Şimdi susuyorum
Belki çölden bahsediyorum
Bazısında hüzünden
Kara coğrafyama çöken
Ruhumdan kopan her dem
Bıçak gibi kesiyor derimi kendimden!
Şimdi nereye dönsem başımı, bulamayacağım seni
Bunu bilmek kederin kendisi zaten.
Yitecek umutlarım
Ama korkmayacağım
Derler ya en evvelden beri kulağıma
Her günün sabahı zifiri karanlıkta saklı.
Duracağım şimdide.
Düne geç kaldım ve yarına henüz erken
Şimdiyi neşe edeceğim kendime
Sevilay Baytur
2023-06-14T04:08:07+03:00Şiirlerim hakkında yorum aldığımda inanılmaz mutlu oluyorum.

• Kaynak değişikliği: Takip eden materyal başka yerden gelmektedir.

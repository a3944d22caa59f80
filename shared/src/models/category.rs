//! Category Model

use serde::{Deserialize, Serialize};
use validator::Validate;

use super::Record;

/// Category entity
#[derive(Debug, Clone, PartialEq, Serialize, Deserialize)]
#[serde(rename_all = "camelCase")]
pub struct Category {
    #[serde(default, skip_serializing)]
    pub id: String,
    pub name: String,
    #[serde(default, skip_serializing_if = "Option::is_none")]
    pub image: Option<String>,
    #[serde(default)]
    pub sort_order: i32,
}

impl Record for Category {
    const COLLECTION: &'static str = "categories";
    const SORT_FIELD: &'static str = "sortOrder";
    const RESOURCE: &'static str = "Category";

    fn id(&self) -> &str {
        &self.id
    }
}

/// Create category payload
#[derive(Debug, Clone, Serialize, Deserialize, Validate)]
#[serde(rename_all = "camelCase")]
pub struct CategoryCreate {
    #[validate(length(min = 1, max = 50))]
    pub name: String,
    #[serde(default)]
    pub sort_order: i32,
}

/// Update category payload
#[derive(Debug, Clone, Default, Serialize, Deserialize, Validate)]
#[serde(rename_all = "camelCase")]
pub struct CategoryUpdate {
    #[serde(skip_serializing_if = "Option::is_none")]
    #[validate(length(min = 1, max = 50))]
    pub name: Option<String>,
    #[serde(skip_serializing_if = "Option::is_none")]
    pub sort_order: Option<i32>,
}
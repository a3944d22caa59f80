//! Unpaginated live view
//!
//! Used where the whole matching set is small or needed at once: the
//! statistics dashboard (every order), a chat thread, the category list.

use std::marker::PhantomData;
use std::sync::Arc;

use shared::Record;
use shared::error::{AppError, AppResult, ErrorCode};

use super::{ViewState, decode_all};
use crate::store::{Document, DocumentStore, Query, Subscription};

pub struct LiveCollection<T: Record> {
    store: Arc<dyn DocumentStore>,
    query: Query,
    subscription: Option<Subscription>,
    docs: Vec<Document>,
    items: Vec<T>,
    state: ViewState,
    _record: PhantomData<fn() -> T>,
}

impl<T: Record> LiveCollection<T> {
    /// Subscribe to `query` and wait for the first snapshot
    pub async fn open(store: Arc<dyn DocumentStore>, query: Query) -> AppResult<Self> {
        let mut view = Self {
            store,
            query,
            subscription: None,
            docs: Vec::new(),
            items: Vec::new(),
            state: ViewState::Idle,
            _record: PhantomData,
        };
        view.reopen().await?;
        Ok(view)
    }

    pub fn items(&self) -> &[T] {
        &self.items
    }

    /// Raw documents of the last snapshot, in query order
    pub fn documents(&self) -> &[Document] {
        &self.docs
    }

    pub fn state(&self) -> &ViewState {
        &self.state
    }

    pub fn query(&self) -> &Query {
        &self.query
    }

    /// Drop the current subscription and subscribe again
    pub async fn reopen(&mut self) -> AppResult<()> {
        self.subscription = None;
        self.state = ViewState::Loading;

        let mut subscription = match self.store.subscribe(self.query.clone()).await {
            Ok(s) => s,
            Err(e) => return Err(self.fail(e.into())),
        };
        match subscription.next().await {
            Some(Ok(docs)) => {
                self.subscription = Some(subscription);
                self.apply(docs);
                Ok(())
            }
            Some(Err(e)) => Err(self.fail(e.into())),
            None => Err(self.fail(AppError::with_message(
                ErrorCode::SubscriptionFailed,
                "Live query closed before its first snapshot",
            ))),
        }
    }

    /// Wait for the next snapshot; `Ok(false)` when nothing is open
    pub async fn changed(&mut self) -> AppResult<bool> {
        let Some(subscription) = self.subscription.as_mut() else {
            return Ok(false);
        };
        match subscription.next().await {
            Some(Ok(docs)) => {
                self.apply(docs);
                Ok(true)
            }
            Some(Err(e)) => Err(self.fail(e.into())),
            None => {
                self.subscription = None;
                Ok(false)
            }
        }
    }

    /// Apply the newest already-delivered snapshot, if any
    pub fn drain(&mut self) -> AppResult<bool> {
        let Some(subscription) = self.subscription.as_mut() else {
            return Ok(false);
        };
        let mut latest = None;
        while let Some(event) = subscription.try_next() {
            match event {
                Ok(docs) => latest = Some(docs),
                Err(e) => return Err(self.fail(e.into())),
            }
        }
        match latest {
            Some(docs) => {
                self.apply(docs);
                Ok(true)
            }
            None => Ok(false),
        }
    }

    pub fn close(&mut self) {
        self.subscription = None;
        self.docs.clear();
        self.items.clear();
        self.state = ViewState::Idle;
    }

    fn apply(&mut self, docs: Vec<Document>) {
        self.items = decode_all::<T>(&docs);
        self.docs = docs;
        self.state = ViewState::Ready;
    }

    fn fail(&mut self, error: AppError) -> AppError {
        tracing::warn!(collection = %self.query.collection, error = %error, "Live collection failed");
        self.subscription = None;
        self.state = ViewState::Error(error.clone());
        error
    }
}
//! Order Model

use rust_decimal::Decimal;
use serde::{Deserialize, Serialize};
use std::fmt;

use super::Record;

/// Order lifecycle status
#[derive(Debug, Clone, Copy, PartialEq, Eq, Hash, Serialize, Deserialize)]
#[serde(rename_all = "lowercase")]
pub enum OrderStatus {
    Pending,
    Delivering,
    Completed,
    Retrieved,
}

impl OrderStatus {
    pub const ALL: [OrderStatus; 4] = [
        OrderStatus::Pending,
        OrderStatus::Delivering,
        OrderStatus::Completed,
        OrderStatus::Retrieved,
    ];

    pub fn as_str(&self) -> &'static str {
        match self {
            OrderStatus::Pending => "pending",
            OrderStatus::Delivering => "delivering",
            OrderStatus::Completed => "completed",
            OrderStatus::Retrieved => "retrieved",
        }
    }
}

impl fmt::Display for OrderStatus {
    fn fmt(&self, f: &mut fmt::Formatter<'_>) -> fmt::Result {
        write!(f, "{}", self.as_str())
    }
}

/// Customer complaint filed against an order
///
/// Stored as an integer: 0 none, 1 not delivered, 2 quality issue,
/// 3 wrong item, -1 handled.
#[derive(Debug, Clone, Copy, PartialEq, Eq, Hash, Default, Serialize, Deserialize)]
#[serde(into = "i8", try_from = "i8")]
pub enum ReportStatus {
    #[default]
    None,
    NotDelivered,
    QualityIssue,
    WrongItem,
    Handled,
}

impl ReportStatus {
    pub const fn code(&self) -> i8 {
        match self {
            ReportStatus::None => 0,
            ReportStatus::NotDelivered => 1,
            ReportStatus::QualityIssue => 2,
            ReportStatus::WrongItem => 3,
            ReportStatus::Handled => -1,
        }
    }

    /// A complaint is waiting for staff
    pub const fn is_open(&self) -> bool {
        matches!(
            self,
            ReportStatus::NotDelivered | ReportStatus::QualityIssue | ReportStatus::WrongItem
        )
    }
}

impl From<ReportStatus> for i8 {
    fn from(status: ReportStatus) -> Self {
        status.code()
    }
}

impl TryFrom<i8> for ReportStatus {
    type Error = String;

    fn try_from(value: i8) -> Result<Self, Self::Error> {
        match value {
            0 => Ok(ReportStatus::None),
            1 => Ok(ReportStatus::NotDelivered),
            2 => Ok(ReportStatus::QualityIssue),
            3 => Ok(ReportStatus::WrongItem),
            -1 => Ok(ReportStatus::Handled),
            other => Err(format!("unknown report status {}", other)),
        }
    }
}

/// One line of an order
#[derive(Debug, Clone, PartialEq, Serialize, Deserialize)]
#[serde(rename_all = "camelCase")]
pub struct OrderLine {
    pub name: String,
    /// Unit price
    pub price: Decimal,
    pub quantity: u32,
    #[serde(default, skip_serializing_if = "Option::is_none")]
    pub image: Option<String>,
}

impl OrderLine {
    /// price × quantity
    pub fn revenue(&self) -> Decimal {
        self.price * Decimal::from(self.quantity)
    }
}

/// Order entity
#[derive(Debug, Clone, PartialEq, Serialize, Deserialize)]
#[serde(rename_all = "camelCase")]
pub struct Order {
    #[serde(default, skip_serializing)]
    pub id: String,
    pub items: Vec<OrderLine>,
    pub total: Decimal,
    pub status: OrderStatus,
    #[serde(default)]
    pub report_status: ReportStatus,
    /// Unix millis
    pub created_at: i64,
    /// Account reference of the customer
    pub customer: String,
    #[serde(default, skip_serializing_if = "Option::is_none")]
    pub address: Option<String>,
    #[serde(default, skip_serializing_if = "Option::is_none")]
    pub note: Option<String>,
}

impl Record for Order {
    const COLLECTION: &'static str = "orders";
    const RESOURCE: &'static str = "Order";

    fn id(&self) -> &str {
        &self.id
    }

    fn check(&self) -> Result<(), String> {
        if self.total.is_sign_negative() {
            return Err(format!("order {} has a negative total", self.id));
        }
        Ok(())
    }
}

/// Partial order update (only `Some` fields are written)
#[derive(Debug, Clone, Default, Serialize, Deserialize)]
#[serde(rename_all = "camelCase")]
pub struct OrderUpdate {
    #[serde(skip_serializing_if = "Option::is_none")]
    pub status: Option<OrderStatus>,
    #[serde(skip_serializing_if = "Option::is_none")]
    pub report_status: Option<ReportStatus>,
}
use std::str::FromStr;

use chrono_tz::Tz;

use crate::live::LookaheadPolicy;
use crate::utils::{AppError, AppResult};

/// Console configuration
///
/// # Environment variables
///
/// Every field can be overridden from the environment (a `.env` file is
/// honored):
///
/// | Variable | Default | Meaning |
/// |----------|---------|---------|
/// | WORK_DIR | ./data | Working directory (logs, blobs) |
/// | ENVIRONMENT | development | Runtime environment |
/// | PAGE_SIZE | 10 | Items per page of every paged view |
/// | TIMEZONE | UTC | Business time zone for statistics |
/// | POPULAR_TOP_N | 6 | Best sellers flagged as popular |
/// | LOOKAHEAD_POLICY | every_snapshot | `every_snapshot` or `when_cursor_moves` |
/// | BLOB_DIR | {WORK_DIR}/blobs | Image storage directory |
/// | BLOB_BASE_URL | http://localhost:3000/images | Public URL prefix of images |
/// | LOG_LEVEL | info | Default log filter |
/// | LOG_DIR | (none) | Daily rolling log directory |
/// | LOG_JSON | false | JSON log lines |
#[derive(Debug, Clone)]
pub struct Config {
    pub work_dir: String,
    /// development | staging | production
    pub environment: String,
    pub page_size: usize,
    pub timezone: Tz,
    pub popular_top_n: usize,
    pub lookahead: LookaheadPolicy,
    pub blob_dir: String,
    pub blob_base_url: String,
    pub log_level: String,
    pub log_dir: Option<String>,
    pub log_json: bool,
}

fn env_or<T: FromStr>(key: &str, default: T) -> T {
    std::env::var(key)
        .ok()
        .and_then(|v| v.parse().ok())
        .unwrap_or(default)
}

impl Config {
    /// Load configuration from the environment
    ///
    /// Unparseable values fall back to their defaults; use [`validate`](Self::validate)
    /// to reject values that parse but make no sense.
    pub fn from_env() -> Self {
        dotenv::dotenv().ok();

        let work_dir = std::env::var("WORK_DIR").unwrap_or_else(|_| "./data".into());
        let timezone = std::env::var("TIMEZONE")
            .ok()
            .and_then(|tz| {
                tz.parse::<Tz>()
                    .map_err(|e| tracing::warn!("Invalid TIMEZONE '{}': {}, using UTC", tz, e))
                    .ok()
            })
            .unwrap_or(Tz::UTC);

        Self {
            blob_dir: std::env::var("BLOB_DIR").unwrap_or_else(|_| format!("{}/blobs", work_dir)),
            work_dir,
            environment: std::env::var("ENVIRONMENT").unwrap_or_else(|_| "development".into()),
            page_size: env_or("PAGE_SIZE", 10),
            timezone,
            popular_top_n: env_or("POPULAR_TOP_N", 6),
            lookahead: env_or("LOOKAHEAD_POLICY", LookaheadPolicy::EverySnapshot),
            blob_base_url: std::env::var("BLOB_BASE_URL")
                .unwrap_or_else(|_| "http://localhost:3000/images".into()),
            log_level: std::env::var("LOG_LEVEL").unwrap_or_else(|_| "info".into()),
            log_dir: std::env::var("LOG_DIR").ok(),
            log_json: env_or("LOG_JSON", false),
        }
    }

    /// Override the values tests care about
    pub fn with_overrides(work_dir: impl Into<String>, page_size: usize, timezone: Tz) -> Self {
        let mut config = Self::from_env();
        config.work_dir = work_dir.into();
        config.blob_dir = format!("{}/blobs", config.work_dir);
        config.page_size = page_size;
        config.timezone = timezone;
        config
    }

    pub fn validate(&self) -> AppResult<()> {
        if self.page_size == 0 {
            return Err(AppError::config("PAGE_SIZE must be at least 1"));
        }
        if self.popular_top_n == 0 {
            return Err(AppError::config("POPULAR_TOP_N must be at least 1"));
        }
        Ok(())
    }
}

impl Default for Config {
    fn default() -> Self {
        Self::from_env()
    }
}

#[cfg(test)]
mod tests {
    use super::*;

    #[test]
    fn test_with_overrides() {
        let config = Config::with_overrides("/tmp/console", 5, chrono_tz::Asia::Ho_Chi_Minh);
        assert_eq!(config.page_size, 5);
        assert_eq!(config.blob_dir, "/tmp/console/blobs");
        assert_eq!(config.timezone, chrono_tz::Asia::Ho_Chi_Minh);
        assert!(config.validate().is_ok());
    }

    #[test]
    fn test_validate_rejects_zero_page_size() {
        let mut config = Config::with_overrides("/tmp/console", 0, Tz::UTC);
        assert!(config.validate().is_err());
        config.page_size = 1;
        config.popular_top_n = 0;
        assert!(config.validate().is_err());
    }
}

Ya da birilerinin merak edip ardındaki şeyleri öğrenmek istemesi beni fazlasıyla mutlu ediyor, asıl ben teşekkür ederim ben de çok mutlu oluyorum. Dilerim diğer paylaşımlarımds da sizi görürüm, hoş kalın! ☺️
Sevilay Baytur
2023-06-03T12:19:48+03:00Merhaba Çiğdem, öncelikle kusura bakmayın,bildirimleri pek kontrol etmiyorum yorumunuzu yeni gördüm. Şiirin ana konusu hasret ve buna dayanamamaktan ziyade dayanmak istemeyen bir insan. İlk dizede yer alan susuyorum kelimesini hem susamak hem de susmak anlamında kullanmaya çalıştım, iki türlüsü de sonraki dizeler ile ahenk içinde. Susamak olarak kullanılınca fiziksel bir açlık, istek olduğunu söylerken susmak olarak kullandığımda acizlik ve yorgunluk hissini vermek istedim. Beş ve altıncı dizelerde ise ruhsal yorgunluğun fiziksel ağrı ve acılara dönüşmesini, ruhsal yaraların sebep olduğu acıların ne kadar yoğun olduğunu işledim. Derin ve dipsiz bir kuyu gibi görünen bir platonik aşkta onu göremedim, çok aradı gözlerim ama bulamadım. En umutsuz olduğum dönemler o zamanlar sanırdım, o yüzden zifiri karanlık olarak adlandırdım ve bunu güneşin dogusu ile bağdaştırdım. O karanlığı yaşadığı için mi güneş çok parlak gelir yoksa güneşi beklediği için mi bilemedim, o yüzden o karanlığı da en iyi yaşaması gerektiğine karar verdim. Her neşe, kendi zamanında gizlidir. Dilerim neşenizi hiçbir zaman kaybetmezsiniz!